The information changed how I thought about my dad. He was smart at the Naval Academy and is said to have taught Navy quarterback Roger Staubach calculus. He was also one of the youngest squadron leaders in the Navy. Now I had to face the fact that his carelessness had left four women and five children without a father.
I thought I had left all of that behind in my book and didn’t want to think about it again. After that, I watched more of The Rehearsal season 2. It’s like trying to catch water with a net when you try to explain Fielder’s show to someone who hasn’t seen it. In Fielder’s re-creation of pilots’ struggles, dozens of actors play passengers, security guards, and other roles in a replica of Houston’s George Bush Intercontinental Airport. There are also three cloned dogs, autistic children, and Fielder himself as baby Chesley “Sully” Sullenberger, the pilot who landed a US Airways plane on the Hudson River without losing any lives.

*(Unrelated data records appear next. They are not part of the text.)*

//! Degraded responses served when the backend is unavailable.
//!
//! A fallback renders static text. It never calls the protected operation
//! and is never seen by retry or circuit accounting.

/// Produces a substitute response.
pub trait Fallback: Send + Sync {
    fn render(&self) -> String;
}

impl<F> Fallback for F
where
    F: Fn() -> String + Send + Sync,
{
    fn render(&self) -> String {
        self()
    }
}

/// Canned response per operation domain.
#[derive(Debug, Clone, PartialEq, Eq)]
pub enum DomainFallback {
    /// Apology for freeform chat.
    Chat,
    /// Generic four-step recipe.
    Recipe,
    /// Five-day itinerary skeleton for `destination`.
    Itinerary { destination: String },
}

impl DomainFallback {
    pub fn itinerary(destination: impl Into<String>) -> Self {
        DomainFallback::Itinerary {
            destination: destination.into(),
        }
    }
}

impl Fallback for DomainFallback {
    fn render(&self) -> String {
        match self {
            DomainFallback::Chat => {
                "I'm currently experiencing high demand. Please try again in a moment.".to_string()
            }
            DomainFallback::Recipe => concat!(
                "Simple Recipe:\n\n",
                "1. Heat oil in a pan\n",
                "2. Add your ingredients and stir-fry\n",
                "3. Season to taste\n",
                "4. Serve hot\n\n",
                "For a detailed AI-generated recipe, please try again later."
            )
            .to_string(),
            DomainFallback::Itinerary { destination } => format!(
                "Quick guide for {destination}:\n\
                 Day 1: Arrival and explore main attractions\n\
                 Day 2: Cultural sites and local experiences\n\
                 Day 3: Nature and outdoor activities\n\
                 Day 4: Shopping and relaxation\n\
                 Day 5: Departure\n\n\
                 Please try again later for a detailed AI-generated itinerary."
            ),
        }
    }
}

#[cfg(test)]
mod tests {
    use super::*;

    #[test]
    fn itinerary_names_destination() {
        let text = DomainFallback::itinerary("Lisbon").render();
        assert!(text.starts_with("Quick guide for Lisbon:\nDay 1:"));
        assert!(text.contains("Day 5: Departure"));
    }

    #[test]
    fn recipe_has_four_steps() {
        let text = DomainFallback::Recipe.render();
        assert!(text.starts_with("Simple Recipe:\n\n1. Heat oil"));
        assert!(text.contains("4. Serve hot"));
    }

    #[test]
    fn closures_are_fallbacks() {
        let fallback = || "canned".to_string();
        assert_eq!(Fallback::render(&fallback), "canned");
    }
}
//! Asynchronous execution with a deadline.
//!
//! [`AsyncGateway::submit`] spawns the operation on a worker task and hands
//! back a [`DeferredResult`] immediately. A supervisor task races the worker
//! against the deadline and resolves the handle exactly once:
//!
//! - worker returns `Ok(v)` → [`Resolution::Completed`]
//! - worker returns `Err(e)` or panics → [`Resolution::Failed`]
//! - deadline elapses first → [`Resolution::TimedOut`] carrying the timeout
//!
//! A timed-out worker is detached, not aborted. It may run to completion,
//! but its output is dropped and never reaches the handle.

mod deferred;

pub use deferred::{DeferredResult, Resolution};

use std::future::Future;
use std::time::Duration;

use tokio::runtime::Handle;
use tokio::time::Instant;
use tracing::{debug, warn};

use crate::telemetry;
use crate::{HuginnError, Result};

/// Default deadline for submitted operations.
pub const DEFAULT_TIMEOUT: Duration = Duration::from_secs(60);

/// Spawns operations with a bounded wait.
#[derive(Debug, Clone)]
pub struct AsyncGateway {
    timeout: Duration,
    runtime: Option<Handle>,
}

impl Default for AsyncGateway {
    fn default() -> Self {
        Self::new(DEFAULT_TIMEOUT)
    }
}

impl AsyncGateway {
    /// Gateway that spawns on the caller's runtime.
    pub fn new(timeout: Duration) -> Self {
        Self {
            timeout,
            runtime: None,
        }
    }

    /// Gateway that spawns on a dedicated runtime (a secondary task pool).
    pub fn with_runtime(timeout: Duration, runtime: Handle) -> Self {
        Self {
            timeout,
            runtime: Some(runtime),
        }
    }

    pub fn timeout(&self) -> Duration {
        self.timeout
    }

    /// Schedule `operation` and return its handle without waiting.
    ///
    /// Outside a tokio runtime, and without a configured one, the handle
    /// resolves immediately as `Failed` with a configuration error.
    pub fn submit<T, Fut>(&self, operation: Fut) -> DeferredResult<T>
    where
        T: Send + Sync + 'static,
        Fut: Future<Output = Result<T>> + Send + 'static,
    {
        let runtime = match self.runtime.clone().map_or_else(Handle::try_current, Ok) {
            Ok(handle) => handle,
            Err(e) => {
                return DeferredResult::resolved(Resolution::Failed(HuginnError::Configuration(
                    format!("no tokio runtime available: {e}"),
                )));
            }
        };

        let deferred = DeferredResult::pending();
        let slot = deferred.clone();
        let timeout = self.timeout;
        let deadline = Instant::now() + timeout;
        let worker = runtime.spawn(operation);

        runtime.spawn(async move {
            let resolution = match tokio::time::timeout_at(deadline, worker).await {
                Ok(Ok(Ok(value))) => Resolution::Completed(value),
                Ok(Ok(Err(e))) => {
                    debug!(error = %e, "async operation failed");
                    Resolution::Failed(e)
                }
                Ok(Err(join_err)) => {
                    warn!(error = %join_err, "async worker did not complete");
                    Resolution::Failed(HuginnError::TaskFailed(join_err.to_string()))
                }
                Err(_) => {
                    metrics::counter!(telemetry::ASYNC_TIMEOUTS_TOTAL).increment(1);
                    warn!(timeout_ms = timeout.as_millis() as u64, "async operation timed out");
                    Resolution::TimedOut(timeout)
                }
            };
            slot.resolve(resolution);
        });

        deferred
    }
}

Fielder’s complicated and sometimes impossible work made me think of Brian Wilson’s Smile session, where the crazy artist played his piano in a sandbox. The main difference is that Fielder finished his masterpiece. The chef’s kiss at the end of the season shows that Fielder worked hard for two years to get his pilot’s license and was finally allowed to fly a 737. He avoids talking about a possible autism diagnosis, which is an idea about Fielder’s social interactions that has been written a lot and could keep him from flying. The players from the show finally get to go on a two-hour flight with him.
I met Fielder and Gravitt in her HBO office, sitting in the chair where Fielder first pitched the idea for Season 2 in 2023. Gravitt thought my background might make for an interesting talk. In a gray crew-neck sweater, sports pants, and running shoes, Fielder looked very L.A. Except for a few clear cases, he was more open and less mysterious than his image suggested. Still, I made sure that our trips to the HBO bathroom were spaced out so that neither of us would get too stressed.
We talked for two hours. This is a changed form of what we talked about.